Rafael Argullol é um brilhante ensaísta, novelista, poeta e professor de
estética, catalão, com mais de vinte livros publicados. Tive a sorte de, há
cerca de 15 anos, me ter atraído um título, o seu «El fin del mundo como obra
de arte». E nunca mais deixei de o frequentar. Sempre que um amigo vai a
Barcelona cravo-lhe um Argullol, e até agora (vou no quinto) são todos
diferentes, nunca sei exactamente o que vou encontrar quando abrir o livro. Foi
o que de novo aconteceu com «El Cazador de Instantes/ Cuaderno de travesía
(1900-1995)» que me mandou o Valério Romão. É um livro de aforismos. Aqui deixo
alguns:
Não podemos prescindir da imortalidade.
É a melhor droga contra o cansaço.
O pensamento pode permitir-se um amplo
leque de hipóteses. O sentimento só pode ser um príncipe ou um escravo.
Pode-se sempre abjurar facilmente de
todas as verdades recebidas, face à presença de uma mentira plena de amor.
As nossas ideias acerca da humanidade
informam-nos, na realidade, sobre nós mesmos. Primeiro, quando somos
grandiloquentes, entusiasmamo-nos por ela; logo, convertidos em misantropos,
odiamo-la; finalmente, já indiferentes, excluímo-la do vocabulário. Evoluímos,
nós, e não a humanidade, que nunca foi senão uma palavra que só serve para
denunciar a nossa idade espiritual.
Numa cidade estrangeira, ao balcão de um
bar desconhecido, conversando com um estranho que dentro de minutos
desaparecerá, sem vontade de voltar ao hotel e com toda a noite por diante: a
liberdade é sempre inquietante, e assim tem que ser.

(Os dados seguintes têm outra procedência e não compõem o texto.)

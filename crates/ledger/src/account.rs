use chrono::{DateTime, Utc};
use rust_decimal::Decimal;
use serde::{Deserialize, Serialize};

use tally_core::{AccountId, DomainError, DomainResult, Entity, TransactionId, Violations};

use crate::balance::BalanceCalculator;
use crate::iban::Iban;

/// Account currency code.
#[derive(Debug, Clone, Copy, PartialEq, Eq, Hash, Serialize, Deserialize)]
#[serde(rename_all = "UPPERCASE")]
pub enum Currency {
    Eur,
    Usd,
    Gbp,
    Ron,
    Chf,
}

impl Currency {
    pub fn code(&self) -> &'static str {
        match self {
            Currency::Eur => "EUR",
            Currency::Usd => "USD",
            Currency::Gbp => "GBP",
            Currency::Ron => "RON",
            Currency::Chf => "CHF",
        }
    }
}

impl core::fmt::Display for Currency {
    fn fmt(&self, f: &mut core::fmt::Formatter<'_>) -> core::fmt::Result {
        f.write_str(self.code())
    }
}

impl core::str::FromStr for Currency {
    type Err = DomainError;

    fn from_str(s: &str) -> Result<Self, Self::Err> {
        match s {
            "EUR" => Ok(Currency::Eur),
            "USD" => Ok(Currency::Usd),
            "GBP" => Ok(Currency::Gbp),
            "RON" => Ok(Currency::Ron),
            "CHF" => Ok(Currency::Chf),
            _ => Err(DomainError::invalid_field(
                "currency",
                "Currency must be one of EUR, USD, GBP, RON, CHF",
            )),
        }
    }
}

/// Lifecycle state. `Closed` is terminal.
#[derive(Debug, Clone, Copy, PartialEq, Eq, Hash, Serialize, Deserialize)]
#[serde(rename_all = "UPPERCASE")]
pub enum AccountStatus {
    Active,
    Closed,
}

#[derive(Debug, Clone, Copy, PartialEq, Eq, Hash, Serialize, Deserialize)]
#[serde(rename_all = "UPPERCASE")]
pub enum TransactionType {
    Credit,
    Debit,
}

/// A single movement on an account.
///
/// Immutable once built; the store only fills in identity, the owning
/// account and the creation timestamp on first save.
#[derive(Debug, Clone, PartialEq, Eq, Serialize)]
#[serde(rename_all = "camelCase")]
pub struct Transaction {
    id: Option<TransactionId>,
    amount: Decimal,
    transaction_type: TransactionType,
    counterparty: String,
    description: Option<String>,
    #[serde(rename = "createdDateTime")]
    created_at: Option<DateTime<Utc>>,
    #[serde(skip)]
    account_id: Option<AccountId>,
}

impl Transaction {
    pub fn amount(&self) -> Decimal {
        self.amount
    }

    pub fn transaction_type(&self) -> TransactionType {
        self.transaction_type
    }

    pub fn counterparty(&self) -> &str {
        &self.counterparty
    }

    pub fn description(&self) -> Option<&str> {
        self.description.as_deref()
    }

    pub fn created_at(&self) -> Option<DateTime<Utc>> {
        self.created_at
    }

    /// Owning account (a back-reference, not ownership).
    pub fn account_id(&self) -> Option<AccountId> {
        self.account_id
    }

    fn mark_saved(&mut self, id: TransactionId, account_id: AccountId, now: DateTime<Utc>) {
        self.id = Some(id);
        self.account_id = Some(account_id);
        self.created_at = Some(now);
    }
}

impl Entity for Transaction {
    type Id = TransactionId;

    fn id(&self) -> Option<Self::Id> {
        self.id
    }
}

/// Unvalidated transaction input.
#[derive(Debug, Clone, Default, PartialEq, Eq)]
pub struct NewTransaction {
    pub amount: Option<Decimal>,
    pub transaction_type: Option<TransactionType>,
    pub counterparty: Option<String>,
    pub description: Option<String>,
}

impl NewTransaction {
    pub fn credit(amount: Decimal, counterparty: impl Into<String>) -> Self {
        Self::of(TransactionType::Credit, amount, counterparty)
    }

    pub fn debit(amount: Decimal, counterparty: impl Into<String>) -> Self {
        Self::of(TransactionType::Debit, amount, counterparty)
    }

    fn of(kind: TransactionType, amount: Decimal, counterparty: impl Into<String>) -> Self {
        Self {
            amount: Some(amount),
            transaction_type: Some(kind),
            counterparty: Some(counterparty.into()),
            description: None,
        }
    }

    pub fn with_description(mut self, description: impl Into<String>) -> Self {
        self.description = Some(description.into());
        self
    }

    /// Check every mandatory field and build the transaction.
    pub fn validate(self) -> DomainResult<Transaction> {
        let mut v = Violations::new();
        v.require("amount", self.amount.as_ref(), "Amount is mandatory");
        if self.amount.is_some_and(|a| a.is_sign_negative() && !a.is_zero()) {
            v.push("amount", "Amount must not be negative");
        }
        v.require("transactionType", self.transaction_type.as_ref(), "Transaction type is mandatory");
        v.require_text("counterparty", self.counterparty.as_deref(), "Counterparty is mandatory");

        match (v.finish(), self.amount, self.transaction_type, self.counterparty) {
            (Ok(()), Some(amount), Some(transaction_type), Some(counterparty)) => Ok(Transaction {
                id: None,
                amount,
                transaction_type,
                counterparty,
                description: self.description,
                created_at: None,
                account_id: None,
            }),
            (Err(e), ..) => Err(e),
            _ => Err(DomainError::invalid_field("transaction", "Transaction is incomplete")),
        }
    }
}

/// Account aggregate: owns its transactions; balance is derived from them.
#[derive(Debug, Clone, PartialEq, Eq, Serialize)]
#[serde(rename_all = "camelCase")]
pub struct Account {
    id: Option<AccountId>,
    customer: String,
    currency: Currency,
    #[serde(rename = "accountStatus")]
    status: AccountStatus,
    balance: Decimal,
    iban: Iban,
    name: String,
    #[serde(rename = "createdDateTime")]
    created_at: Option<DateTime<Utc>>,
    #[serde(rename = "lastModifiedDateTime")]
    last_modified_at: Option<DateTime<Utc>>,
    transactions: Vec<Transaction>,
}

impl Account {
    /// A freshly opened, not yet persisted account.
    ///
    /// Status is `Active` and the balance is computed from `transactions`.
    pub fn open(
        customer: String,
        currency: Currency,
        name: String,
        iban: Iban,
        transactions: Vec<Transaction>,
    ) -> Self {
        let balance = BalanceCalculator::balance(&transactions);
        Self {
            id: None,
            customer,
            currency,
            status: AccountStatus::Active,
            balance,
            iban,
            name,
            created_at: None,
            last_modified_at: None,
            transactions,
        }
    }

    pub fn customer(&self) -> &str {
        &self.customer
    }

    pub fn currency(&self) -> Currency {
        self.currency
    }

    pub fn status(&self) -> AccountStatus {
        self.status
    }

    pub fn is_closed(&self) -> bool {
        self.status == AccountStatus::Closed
    }

    pub fn balance(&self) -> Decimal {
        self.balance
    }

    pub fn iban(&self) -> &Iban {
        &self.iban
    }

    pub fn name(&self) -> &str {
        &self.name
    }

    pub fn created_at(&self) -> Option<DateTime<Utc>> {
        self.created_at
    }

    pub fn last_modified_at(&self) -> Option<DateTime<Utc>> {
        self.last_modified_at
    }

    /// Transactions in insertion order.
    pub fn transactions(&self) -> &[Transaction] {
        &self.transactions
    }

    /// ACTIVE → CLOSED. Returns `false` if the account was already closed.
    ///
    /// Nothing but the status changes.
    pub fn close(&mut self) -> bool {
        if self.is_closed() {
            return false;
        }
        self.status = AccountStatus::Closed;
        true
    }

    /// Put back the stored copy of every persisted transaction.
    ///
    /// Persisted transactions are create-only, so whatever the caller holds
    /// for them is replaced by `stored`; unsaved transactions are appended
    /// after them. The balance is recomputed over the resulting set.
    pub(crate) fn reattach_stored(&mut self, stored: &[Transaction]) {
        let fresh = self
            .transactions
            .drain(..)
            .filter(|t| !t.is_persisted())
            .collect::<Vec<_>>();

        self.transactions = stored.to_vec();
        self.transactions.extend(fresh);
        self.balance = BalanceCalculator::balance(&self.transactions);
    }

    /// Assign identity and audit timestamps for a save at `now`.
    ///
    /// The id and created timestamp are set once; the modified timestamp on
    /// every call. Unsaved transactions get an id from `next_transaction_id`.
    pub(crate) fn stamp_saved(
        &mut self,
        id: AccountId,
        now: DateTime<Utc>,
        mut next_transaction_id: impl FnMut() -> TransactionId,
    ) {
        let id = *self.id.get_or_insert(id);
        self.created_at.get_or_insert(now);
        self.last_modified_at = Some(now);

        for tx in self.transactions.iter_mut().filter(|t| !t.is_persisted()) {
            tx.mark_saved(next_transaction_id(), id, now);
        }
    }
}

impl Entity for Account {
    type Id = AccountId;

    fn id(&self) -> Option<Self::Id> {
        self.id
    }
}

#[cfg(test)]
mod tests {
    use super::*;
    use chrono::{Duration, TimeZone};
    use rust_decimal_macros::dec;

    fn account() -> Account {
        let txs = vec![
            NewTransaction::credit(dec!(10), "Ionescu Marius").validate().unwrap(),
            NewTransaction::debit(dec!(1), "Ionescu Marius").validate().unwrap(),
        ];
        Account::open(
            "Cosmin".into(),
            Currency::Eur,
            "account name test".into(),
            Iban::new("RO49TALY0000000000000001"),
            txs,
        )
    }

    #[test]
    fn open_account_is_active_with_derived_balance() {
        let a = account();
        assert_eq!(a.status(), AccountStatus::Active);
        assert_eq!(a.balance(), dec!(9));
        assert_eq!(a.transactions().len(), 2);
        assert!(!a.is_persisted());
    }

    #[test]
    fn close_is_one_way() {
        let mut a = account();
        let balance = a.balance();
        assert!(a.close());
        assert!(!a.close());
        assert_eq!(a.status(), AccountStatus::Closed);
        assert_eq!(a.balance(), balance);
    }

    #[test]
    fn mark_saved_sets_created_once_and_modified_every_time() {
        let t0 = Utc.with_ymd_and_hms(2024, 5, 1, 8, 0, 0).unwrap();
        let mut next = 0;
        let mut a = account();

        a.stamp_saved(AccountId::new(1), t0, || {
            next += 1;
            TransactionId::new(next)
        });
        a.stamp_saved(AccountId::new(99), t0 + Duration::hours(1), || unreachable!());

        assert_eq!(a.id(), Some(AccountId::new(1)));
        assert_eq!(a.created_at(), Some(t0));
        assert_eq!(a.last_modified_at(), Some(t0 + Duration::hours(1)));
        assert!(a.transactions().iter().all(|t| t.created_at() == Some(t0)));
        assert!(a.transactions().iter().all(|t| t.account_id() == Some(AccountId::new(1))));
    }

    #[test]
    fn new_transaction_reports_every_missing_field() {
        let err = NewTransaction::default().validate().unwrap_err();
        assert_eq!(
            err.messages(),
            vec![
                "Amount is mandatory",
                "Transaction type is mandatory",
                "Counterparty is mandatory"
            ]
        );
    }

    #[test]
    fn negative_amount_is_rejected() {
        let err = NewTransaction::credit(dec!(-5), "x").validate().unwrap_err();
        assert_eq!(err.messages(), vec!["Amount must not be negative"]);
    }

    #[test]
    fn unknown_currency_code_is_a_validation_error() {
        assert_eq!("EUR".parse::<Currency>().unwrap(), Currency::Eur);
        let err = "XYZ".parse::<Currency>().unwrap_err();
        assert_eq!(err.messages(), vec!["Currency must be one of EUR, USD, GBP, RON, CHF"]);
    }

    #[test]
    fn serializes_with_wire_names() {
        let json = serde_json::to_value(account()).unwrap();
        assert_eq!(json["accountStatus"], "ACTIVE");
        assert_eq!(json["currency"], "EUR");
        assert_eq!(json["balance"], "9");
        assert_eq!(json["transactions"][0]["transactionType"], "CREDIT");
        assert!(json["transactions"][0].get("accountId").is_none());
    }
}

Não devemos evitar as feridas que nos
produzem certos pensamentos cortantes como facas: um espírito curtido está
inevitavelmente cheio de cicatrizes.
Os bárbaros nunca existiram. São
unicamente sintomas do terror que uma civilização alberga no que respeita a si
própria.
A ressaca é o preço que devemos pagar
pela provocatória barriga cheia de certezas que manifestamos durante a
bebedeira.
Tédio: sei que acontecem muitas coisas
mas não sinto que nada esteja prestes
a suceder.
Não creio em nenhum deus. No entanto,
para esquecer-me completamente do divino teria que vir algum deus convencer-me.
Não há gente menos recomendável do que a
que alardeia continuamente a sua identidade.
Esses fanáticos não só creem que as suas choças são palácios como também estão sempre dispostos a cavar
uma tumba sob os pés dos incrédulos que os advertem sobre a sua confusão.